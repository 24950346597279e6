use yew::{html, Component, Context, Html};
use yew_router::prelude::*;

use crate::router::{switch, Route};

pub struct App;

impl Component for App {
    type Message = ();
    type Properties = ();

    fn create(_ctx: &Context<Self>) -> Self {
        Self
    }

    fn view(&self, _ctx: &Context<Self>) -> Html {
        html! {
            <BrowserRouter>
                <Switch<Route> render={switch} />
            </BrowserRouter>
        }
    }
}
use yew::Context;

use super::messages::Msg;
use super::state::DashboardPage;

pub fn update(component: &mut DashboardPage, _ctx: &Context<DashboardPage>, msg: Msg) -> bool {
    match msg {
        Msg::SelectSource(id) => component.select_source(id),
        Msg::SetTimeRange(range) => component.set_time_range(range),
    }
}
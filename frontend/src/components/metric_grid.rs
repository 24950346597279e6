use common::model::QualityMetrics;
use yew::{html, Html};

use crate::components::metric_card::{MetricCard, MetricColor};

// Mock day-over-day deltas; there is no trend storage behind the cards.
const CHANGES: [f64; 6] = [2.1, -1.3, 0.0, -0.5, 1.8, -0.3];
const ICONS: [&str; 6] = [
    "track_changes",
    "check_circle",
    "shield",
    "schedule",
    "show_chart",
    "group",
];
const COLORS: [MetricColor; 6] = [
    MetricColor::Green,
    MetricColor::Orange,
    MetricColor::Blue,
    MetricColor::Red,
    MetricColor::Green,
    MetricColor::Purple,
];

/// Renders the six dimension cards for one metrics snapshot. Shared by the
/// dashboard overview and the data-source detail page.
pub fn metric_grid(metrics: &QualityMetrics) -> Html {
    let cards = metrics
        .entries()
        .into_iter()
        .zip(CHANGES)
        .zip(ICONS)
        .zip(COLORS)
        .map(|((((title, value), change), icon), color)| {
            html! {
                <MetricCard {title} {value} {change} {icon} {color} />
            }
        })
        .collect::<Html>();

    html! {
        <div class="metric-grid">{ cards }</div>
    }
}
▬▬▬▬▬▬▬▬▬▬
REQUIRED WORK |
From the first line to the last, retype the records exactly.

TASK ANSWER |
repository 24950346597279e6
use yew::{html, Component, Context, Html};
use yew_router::prelude::*;

use crate::router::{switch, Route};

pub struct App;

impl Component for App {
    type Message = ();
    type Properties = ();

    fn create(_ctx: &Context<Self>) -> Self {
        Self
    }

    fn view(&self, _ctx: &Context<Self>) -> Html {
        html! {
            <BrowserRouter>
                <Switch<Route> render={switch} />
            </BrowserRouter>
        }
    }
}
use yew::Context;

use super::messages::Msg;
use super::state::DashboardPage;

pub fn update(component: &mut DashboardPage, _ctx: &Context<DashboardPage>, msg: Msg) -> bool {
    match msg {
        Msg::SelectSource(id) => component.select_source(id),
        Msg::SetTimeRange(range) => component.set_time_range(range),
    }
}
filename frontend/src/components/metric_grid.rs
repository 24950346597279e6
use common::model::QualityMetrics;
use yew::{html, Html};

use crate::components::metric_card::{MetricCard, MetricColor};

// Mock day-over-day deltas; there is no trend storage behind the cards.
const CHANGES: [f64; 6] = [2.1, -1.3, 0.0, -0.5, 1.8, -0.3];
const ICONS: [&str; 6] = [
    "track_changes",
    "check_circle",
    "shield",
    "schedule",
    "show_chart",
    "group",
];
const COLORS: [MetricColor; 6] = [
    MetricColor::Green,
    MetricColor::Orange,
    MetricColor::Blue,
    MetricColor::Red,
    MetricColor::Green,
    MetricColor::Purple,
];

/// Renders the six dimension cards for one metrics snapshot. Shared by the
/// dashboard overview and the data-source detail page.
pub fn metric_grid(metrics: &QualityMetrics) -> Html {
    let cards = metrics
        .entries()
        .into_iter()
        .zip(CHANGES)
        .zip(ICONS)
        .zip(COLORS)
        .map(|((((title, value), change), icon), color)| {
            html! {
                <MetricCard {title} {value} {change} {icon} {color} />
            }
        })
        .collect::<Html>();

    html! {
        <div class="metric-grid">{ cards }</div>
    }
}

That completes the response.